In the 1960s the golden age was the 1940s (not the 1930s, which had the
Depression). In the 1970s, it was the 1950s, etc.
>It will never happen. There are too many religions that support large
>families: "Be fruitful and multiply."
Actually, even though Italy contains the Vatican, head office of the Catholic
Church, which prohibits birth control, nonetheless Italy has an annual growth
rate of -0.08%, and may well end up having a population similar to what
it had in 1970 within a few decades.
Several other European countries have negative population growth rates,
and very few of them have positive growth rates more than 1%.

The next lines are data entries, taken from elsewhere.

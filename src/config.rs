use std::{env, time::Duration};

// Configuración leída del entorno (.env + variables del sistema)

#[derive(Debug, thiserror::Error)]
pub enum ConfigError {
    #[error("{0} no está definido en .env")]
    Missing(&'static str),
    #[error("valor inválido para {name}: {value}")]
    Invalid { name: &'static str, value: String },
}

#[derive(Debug, Clone)]
pub enum StorageConfig {
    // Storage REST compatible con Supabase
    Supabase { base_url: String, anon_key: String },
    // Carpeta local servida en /uploads
    Local { dir: String },
}

#[derive(Debug, Clone, Default)]
pub struct SocialConfig {
    pub access_token: Option<String>,
    pub facebook_page_id: Option<String>,
    pub instagram_account_id: Option<String>,
    pub graph_api_url: String,
}

#[derive(Debug, Clone)]
pub struct AiConfig {
    pub api_key: Option<String>,
    pub api_url: String,
    pub model: String,
}

#[derive(Debug, Clone)]
pub struct MonitorConfig {
    pub interval: Duration,
    pub probe_timeout: Duration,
    pub oembed_url: String,
}

#[derive(Debug, Clone)]
pub struct PingConfig {
    pub search_ping_url: String,
    // None = tarea desactivada
    pub search_ping_every: Option<Duration>,
    pub sitemap_refresh_every: Option<Duration>,
}

#[derive(Debug, Clone)]
pub struct AppConfig {
    pub database_url: String,
    pub port: u16,
    pub jwt_secret: String,
    pub site_url: String,
    pub run_migrations: bool,
    pub storage: StorageConfig,
    pub social: SocialConfig,
    pub ai: AiConfig,
    pub monitor: MonitorConfig,
    pub ping: PingConfig,
}

impl AppConfig {
    pub fn from_env() -> Result<Self, ConfigError> {
        Self::from_lookup(|key| env::var(key).ok())
    }

    // Separado de `from_env` para poder probarlo sin tocar el entorno del proceso
    pub fn from_lookup<F>(lookup: F) -> Result<Self, ConfigError>
    where
        F: Fn(&str) -> Option<String>,
    {
        let get = |key: &str| lookup(key).filter(|v| !v.trim().is_empty());
        let required = |key: &'static str| get(key).ok_or(ConfigError::Missing(key));

        let port = match get("PORT") {
            Some(v) => v.parse().map_err(|_| ConfigError::Invalid { name: "PORT", value: v })?,
            None => 3000,
        };

        let storage = match get("STORAGE_BACKEND").as_deref().unwrap_or("supabase") {
            "supabase" => StorageConfig::Supabase {
                base_url: required("SUPABASE_URL")?.trim_end_matches('/').to_string(),
                anon_key: required("SUPABASE_ANON_KEY")?,
            },
            "local" => StorageConfig::Local {
                dir: get("UPLOAD_DIR").unwrap_or_else(|| "uploads".to_string()),
            },
            other => {
                return Err(ConfigError::Invalid {
                    name: "STORAGE_BACKEND",
                    value: other.to_string(),
                })
            }
        };

        let run_migrations = match get("RUN_MIGRATIONS") {
            Some(v) => parse_bool("RUN_MIGRATIONS", v)?,
            None => false,
        };

        Ok(Self {
            database_url: required("DATABASE_URL")?,
            port,
            jwt_secret: required("JWT_SECRET")?,
            site_url: required("SITE_URL")?.trim_end_matches('/').to_string(),
            run_migrations,
            storage,
            social: SocialConfig {
                access_token: get("META_ACCESS_TOKEN"),
                facebook_page_id: get("FACEBOOK_PAGE_ID"),
                instagram_account_id: get("INSTAGRAM_ACCOUNT_ID"),
                graph_api_url: get("GRAPH_API_URL")
                    .unwrap_or_else(|| "https://graph.facebook.com/v19.0".to_string()),
            },
            ai: AiConfig {
                api_key: get("GEMINI_API_KEY"),
                api_url: get("GEMINI_API_URL").unwrap_or_else(|| {
                    "https://generativelanguage.googleapis.com/v1beta".to_string()
                }),
                model: get("GEMINI_MODEL").unwrap_or_else(|| "gemini-1.5-flash".to_string()),
            },
            monitor: MonitorConfig {
                interval: Duration::from_secs(secs(&get, "STREAM_CHECK_INTERVAL_SECS", 20)?.max(1)),
                probe_timeout: Duration::from_secs(5),
                oembed_url: get("YOUTUBE_OEMBED_URL")
                    .unwrap_or_else(|| "https://www.youtube.com/oembed".to_string()),
            },
            ping: PingConfig {
                search_ping_url: get("SEARCH_PING_URL")
                    .unwrap_or_else(|| "https://www.google.com/ping?sitemap=".to_string()),
                search_ping_every: every(secs(&get, "SEARCH_PING_INTERVAL_SECS", 86_400)?),
                sitemap_refresh_every: every(secs(&get, "SITEMAP_REFRESH_INTERVAL_SECS", 86_400)?),
            },
        })
    }

    pub fn sitemap_url(&self) -> String {
        format!("{}/sitemap.xml", self.site_url)
    }
}

fn secs<G>(get: &G, name: &'static str, default: u64) -> Result<u64, ConfigError>
where
    G: Fn(&str) -> Option<String>,
{
    match get(name) {
        Some(v) => v.parse().map_err(|_| ConfigError::Invalid { name, value: v }),
        None => Ok(default),
    }
}

fn every(secs: u64) -> Option<Duration> {
    (secs > 0).then(|| Duration::from_secs(secs))
}

fn parse_bool(name: &'static str, value: String) -> Result<bool, ConfigError> {
    match value.to_ascii_lowercase().as_str() {
        "1" | "true" | "yes" => Ok(true),
        "0" | "false" | "no" => Ok(false),
        _ => Err(ConfigError::Invalid { name, value }),
    }
}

The U.S. currently (as of 1999) has a growth rate of 0.85%, and it's only
that high because of immigration.
The world as a whole has only a 1.3% growth rate, which is well down from
the growth rate of only a decade ago.
(The above numbers come from the 1999 CIA World Factbook.)
World population as a whole looks likely to level off at around 10M
within 50 years, exact estimates depending on which source you believe.
> It's too bad the ancient
>lawmakers/priests didn't give this more thought. Alas, I too am guilty of
>adding to the "problem." I had 3 of the little darlings myself. Does my dog
>count? Make that 4. She's as much a part of the family as the children. But
>she's spayed. And before you start, no, I'm not advocating neutering humans.
>Although, when it comes to habitual criminals. . . . Ah, nevermind.